Quelques médecins se prononcent toutefois ouvertement pour ce deuxième avis, "qui permet de réintroduire une distance", souligne Patrick D. Certains lecteurs confessent en effet avoir du mal à dire non aux patients. "Devant une salle d'attente bondée, négocier l'arrêt de travail prend beaucoup de temps et d'énergie. Dire oui nous économise de l'énergie", témoigne Géraldine S. "Le médecin fait trop souvent face aux mensonges que sert le pseudo-patient [...] qui ne cherche qu'à obtenir un arrêt dans un système où tout est dû, où on 'se fait arrêter' pour un oui, ou pour un non, plus souvent que pour une maladie. Tout le monde sait que c'est open bar. Les médecins ne veulent pas jouer à la police ni au médiateur", lance Ber AU.

"Une problématique sociale"

"Je suis submergé de demandes d’arrêt de travail pour conflits au travail mais honnêtement ce n’est pas une pathologie, confie Xavier D. Un médiateur devrait gérer ces conflits sans avoir recours à un arrêt de travail", selon ce médecin. "Peut-être que pour des arrêts supérieurs à 1 mois, cela devrait être le médecin du travail qui prenne le relais", suggère Emmanuel L. pharmacien.

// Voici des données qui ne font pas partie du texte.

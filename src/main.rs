//! # Sitekeeper CLI (`sitekeeper`)
//!
//! Runs the admin HTTP API and offers the same bin, deployment, media and
//! taxonomy operations from the command line.
//!
//! ## Usage
//!
//! ```bash
//! sitekeeper --config ./config/sitekeeper.toml <command>
//! ```
//!
//! ## Commands
//!
//! | Command | Description |
//! |---------|-------------|
//! | `sitekeeper serve` | Start the admin HTTP API |
//! | `sitekeeper bin list` | List binned posts and pages |
//! | `sitekeeper bin move <kind> <file>` | Move a post or page to the bin |
//! | `sitekeeper bin restore <file>` | Restore a binned item |
//! | `sitekeeper bin purge <file> --sha <sha>` | Delete a binned item for good |
//! | `sitekeeper deploy history` | Recent deployments, local and CI |
//! | `sitekeeper deploy status <sha>` | CI status for one commit |
//! | `sitekeeper deploy watch` | Follow in-flight deployments until they finish |
//! | `sitekeeper images list` | List Cloudinary images |
//! | `sitekeeper images audit` | Find missing and unused images |
//! | `sitekeeper taxonomy show` | Print categories and tags |
//! | `sitekeeper completions <shell>` | Print shell completions |
//!
//! Credentials are read from the environment variables named in the config
//! (`GITHUB_TOKEN`, `CLOUDINARY_API_KEY`, `CLOUDINARY_API_SECRET` and
//! `SITEKEEPER_ADMIN_TOKEN` by default). Logs go to stderr; `RUST_LOG`
//! overrides `-v`.

use clap::{CommandFactory, Parser, Subcommand};
use clap_complete::Shell;
use std::path::PathBuf;
use tracing_subscriber::EnvFilter;

use sitekeeper::commands;
use sitekeeper::config;
use sitekeeper::models::ContentKind;
use sitekeeper::server::{self, AppContext};

/// Content admin for GitHub-backed static sites.
///
/// All commands accept a `--config` flag pointing to a TOML configuration
/// file. See `config/sitekeeper.example.toml` for a full example.
#[derive(Parser)]
#[command(
    name = "sitekeeper",
    about = "Content admin for GitHub-backed static sites",
    version,
    long_about = "Sitekeeper edits posts, pages, taxonomy and site settings as commits through \
    the GitHub Contents API, keeps deleted items in a bin, manages Cloudinary images, and tracks \
    the CI deployment each commit triggers."
)]
struct Cli {
    /// Path to configuration file (TOML).
    #[arg(long, global = true, default_value = "./config/sitekeeper.toml")]
    config: PathBuf,

    /// Increase log verbosity (-v debug, -vv trace).
    #[arg(short, long, global = true, action = clap::ArgAction::Count)]
    verbose: u8,

    #[command(subcommand)]
    command: Commands,
}

#[derive(Subcommand)]
enum Commands {
    /// Start the admin HTTP API.
    ///
    /// Binds to `[server].bind` and runs until interrupted.
    Serve,

    /// Inspect and manage the bin.
    Bin {
        #[command(subcommand)]
        action: BinAction,
    },

    /// Deployment history and status.
    Deploy {
        #[command(subcommand)]
        action: DeployAction,
    },

    /// Cloudinary images.
    Images {
        #[command(subcommand)]
        action: ImagesAction,
    },

    /// Categories and tags.
    Taxonomy {
        #[command(subcommand)]
        action: TaxonomyAction,
    },

    /// Print a shell completion script to stdout.
    Completions {
        #[arg(value_enum)]
        shell: Shell,
    },
}

#[derive(Subcommand)]
enum BinAction {
    /// List binned items, most recently binned first.
    List,
    /// Move a post or page to the bin.
    Move {
        /// `post` or `page`.
        kind: ContentKind,
        file: String,
        /// Revision the item was read at.
        #[arg(long)]
        sha: Option<String>,
    },
    /// Restore a binned item to its live directory.
    Restore {
        file: String,
        #[arg(long)]
        sha: Option<String>,
        /// Destination kind. Inferred from the filename when omitted.
        #[arg(long)]
        kind: Option<ContentKind>,
    },
    /// Permanently delete a binned item.
    Purge {
        file: String,
        /// Exact revision to delete.
        #[arg(long)]
        sha: String,
    },
}

#[derive(Subcommand)]
enum DeployAction {
    /// Local deployment log merged with CI history.
    History,
    /// CI status for one commit.
    Status { sha: String },
    /// Follow in-flight deployments until they finish.
    Watch,
}

#[derive(Subcommand)]
enum ImagesAction {
    /// List uploaded images.
    List,
    /// Compare image references in posts with uploaded images.
    Audit,
    /// Add loading="lazy" to <img> tags in posts, one commit per post.
    LazyLoad {
        /// Report what would change without committing.
        #[arg(long)]
        dry_run: bool,
    },
}

#[derive(Subcommand)]
enum TaxonomyAction {
    /// Print the taxonomy document.
    Show {
        /// Print plain category and tag lists instead of YAML.
        #[arg(long)]
        flat: bool,
    },
}

fn init_logging(verbose: u8) {
    let default = match verbose {
        0 => "sitekeeper=info",
        1 => "sitekeeper=debug",
        _ => "sitekeeper=trace",
    };
    let filter = EnvFilter::try_from_default_env().unwrap_or_else(|_| EnvFilter::new(default));
    tracing_subscriber::fmt()
        .with_env_filter(filter)
        .with_writer(std::io::stderr)
        .init();
}

#[tokio::main]
async fn main() -> anyhow::Result<()> {
    let cli = Cli::parse();

    // Commands that don't require config
    if let Commands::Completions { shell } = &cli.command {
        let mut cmd = Cli::command();
        clap_complete::generate(*shell, &mut cmd, "sitekeeper", &mut std::io::stdout());
        return Ok(());
    }

    init_logging(cli.verbose);
    let cfg = config::load_config(&cli.config)?;

    if let Commands::Serve = cli.command {
        return server::run_server(&cfg).await;
    }

    let ctx = AppContext::from_config(&cfg)?;
    match cli.command {
        Commands::Bin { action } => match action {
            BinAction::List => commands::run_bin_list(&ctx).await?,
            BinAction::Move { kind, file, sha } => {
                commands::run_bin_move(&ctx, kind, &file, sha.as_deref()).await?
            }
            BinAction::Restore { file, sha, kind } => {
                commands::run_bin_restore(&ctx, &file, sha.as_deref(), kind).await?
            }
            BinAction::Purge { file, sha } => commands::run_bin_purge(&ctx, &file, &sha).await?,
        },
        Commands::Deploy { action } => match action {
            DeployAction::History => commands::run_deploy_history(&ctx).await?,
            DeployAction::Status { sha } => commands::run_deploy_status(&ctx, &sha).await?,
            DeployAction::Watch => commands::run_deploy_watch(&ctx).await?,
        },
        Commands::Images { action } => match action {
            ImagesAction::List => commands::run_images_list(&ctx).await?,
            ImagesAction::Audit => commands::run_images_audit(&ctx).await?,
            ImagesAction::LazyLoad { dry_run } => {
                commands::run_images_lazy_load(&ctx, dry_run).await?
            }
        },
        Commands::Taxonomy { action } => match action {
            TaxonomyAction::Show { flat } => commands::run_taxonomy_show(&ctx, flat).await?,
        },
        Commands::Serve | Commands::Completions { .. } => {}
    }

    Ok(())
}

Pour Olivier F., généraliste, la clé du problème se trouve effectivement dans le monde du travail. "Tant qu’on aura une réponse médicale à une problématique sociale (bullshit job, inadéquation entre formation et monde du travail, pénibilité invisible, revenus non représentatifs du fait social, hauts revenus déconnectés du réel …) ce sera un échec", présage-t-il.